I just started getting a couple weeks ago this warning without making any changes to my config.

"Apache vhosts are not segmented or chroot()ed. Enable “mod_ruid2” in the “EasyApache 4” area, enable “Jail Apache” in the “Tweak Settings” area, and change users to jailshell in the “Manage Shell Access” area. Consider a more robust solution by using “CageFS on CloudLinux”. Note that this may break the ability to access mailman via Apache."

Very few of the dozen or so accounts even have SSH access enabled. But one of them I SSH'd into. I could change to the home directory of one of the other accounts but can't view anything, says 'Permission Denied."

I verified all scripts in all accounts are running PHP as the account user and not the 'nobody' user as I saw mentioned on a webpage about this warning.

So what's the "real world" level of security risk I have leaving my config as-is? These are fairly obscure websites as opposed to well-known targets. There's not sensitive data like credit card social security numbers anywhere. And why did this only recently start to warn me?

 

[ServerHealers]

Those messages on the Security Advisor page are only suggestions and not mandatory. cPanel do recommend taking steps to ensure Apache virtual hosts are segmented or chroot()ed. I'd suggest reading below forum thread, which answers all your queries:

Apache vhosts are not segmented or chroot()ed

How to fix error: Apache vhosts are not segmented or chroot()ed? we have enabled Jailed Shell but error still are not removed.

forums.cpanel.net

The "Jail Apache Virtual Hosts using mod_ruid2" tweak setting is experimental and may result in unintended consequences. For this reason, I'd recommend trying this setting in a test environment before enabling it on a production server. Alternatively, you could consider converting your server to CloudLinux to enable CageFS to secure your accounts instead of the experimental "Jail Apache Virtual Hosts using mod_ruid2" tweak setting.

 

[jazee]

...may result in unintended consequences.

This hits the nail on the head based on gut instinct of over 30 years SysAdmin experience. I think I may have one account this is running a script that has some dependency or needs access to some files outside the /home/{account name} directory. Enabling the jailshell I anticipated would probably just create more problems than it solves. In fact, as the saying goes, "if it's not broke, don't try to fix it." That is one of THE golden rules in SysAdmin.

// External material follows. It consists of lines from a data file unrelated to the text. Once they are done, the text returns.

//! Clauses, signed transactions and receipts

pub mod types;
pub mod validation;

pub use types::*;

#[cfg(test)]
mod tests {
    use super::*;
    use crate::crypto::KeyPair;
    use crate::error::LoadError;
    use alloy_primitives::U256;

    #[test]
    fn test_parse_amount() {
        assert_eq!(parse_amount("ff").unwrap(), U256::from(255u64));
        assert_eq!(parse_amount("0x10").unwrap(), U256::from(16u64));
        assert_eq!(
            parse_amount("de0b6b3a7640000").unwrap(),
            U256::from(1_000_000_000_000_000_000u64)
        );
    }

    #[test]
    fn test_parse_amount_rejects_garbage() {
        assert!(matches!(parse_amount(""), Err(LoadError::InvalidAmount(_))));
        assert!(matches!(parse_amount("0x"), Err(LoadError::InvalidAmount(_))));
        assert!(matches!(parse_amount("xyz"), Err(LoadError::InvalidAmount(_))));
        // 65 hex digits overflow 256 bits
        let too_big = format!("1{}", "0".repeat(64));
        assert!(matches!(parse_amount(&too_big), Err(LoadError::InvalidAmount(_))));
    }

    #[test]
    fn test_token_transfer_layout() {
        let recipient = crate::random::address();
        let clause = Clause::token_transfer(ENERGY_CONTRACT, recipient, U256::from(1000u64));

        assert_eq!(clause.to, ENERGY_CONTRACT);
        assert_eq!(clause.value, U256::ZERO);
        assert_eq!(clause.data.len(), 68);
        assert_eq!(&clause.data[..4], &TRANSFER_SELECTOR);
        assert_eq!(&clause.data[16..36], recipient.as_slice());
        assert_eq!(
            clause.decode_token_transfer(),
            Some((recipient, U256::from(1000u64)))
        );
    }

    #[test]
    fn test_native_clause_is_not_token_transfer() {
        let clause = Clause::native(crate::random::address(), U256::from(5u64));
        assert!(clause.data.is_empty());
        assert_eq!(clause.decode_token_transfer(), None);
    }

    #[test]
    fn test_transfer_clause_lowering() {
        let recipient = crate::random::address();
        let amount = U256::from(42u64);

        let native = TransferClause::new(recipient, AssetKind::Native, amount).to_clause();
        assert_eq!(native, Clause::native(recipient, amount));

        let token = TransferClause::new(recipient, AssetKind::Token, amount).to_clause();
        assert_eq!(token.decode_token_transfer(), Some((recipient, amount)));
    }

    #[test]
    fn test_signed_tx_validation() {
        let keypair = KeyPair::generate().unwrap();
        let clauses = vec![Clause::native(crate::random::address(), U256::from(1u64))];
        let mut tx = SignedTx::new(keypair.address(), 0, clauses);

        assert!(tx.validate().is_err(), "unsigned tx must be rejected");

        let signature = keypair.sign(&tx.signable_message()).unwrap();
        tx.sign(signature.to_vec(), keypair.public_key_bytes().to_vec());
        assert!(tx.validate().is_ok());

        tx.nonce = 1;
        assert!(tx.validate().is_err(), "tampered tx must be rejected");
    }

    #[test]
    fn test_signer_must_be_origin() {
        let owner = KeyPair::generate().unwrap();
        let other = KeyPair::generate().unwrap();
        let clauses = vec![Clause::native(crate::random::address(), U256::from(1u64))];
        let mut tx = SignedTx::new(owner.address(), 0, clauses);

        let signature = other.sign(&tx.signable_message()).unwrap();
        tx.sign(signature.to_vec(), other.public_key_bytes().to_vec());

        let err = tx.validate().unwrap_err();
        assert!(err.to_string().contains("signer does not match origin"));
    }

    #[test]
    fn test_clause_limit() {
        let keypair = KeyPair::generate().unwrap();
        let clauses =
            vec![Clause::native(crate::random::address(), U256::from(1u64)); MAX_CLAUSES_PER_TX + 1];
        let mut tx = SignedTx::new(keypair.address(), 0, clauses);
        let signature = keypair.sign(&tx.signable_message()).unwrap();
        tx.sign(signature.to_vec(), keypair.public_key_bytes().to_vec());

        let err = tx.validate().unwrap_err();
        assert!(err.to_string().contains("max: 100"));
    }
}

The problem is, I don't think there's a way I can turn off the warning for just this particular high priority issue notification. I would have to turn off all emails and I don't mind getting ones Cpanel considers high priority. Time is precious and I don't have time to futz around with a test server just to test this one issue. Maybe I'll do it when I move to a new server with AlamaLinux O/S next year.

Kind of pissed they are sending recommendations to implement something largely considered experimental.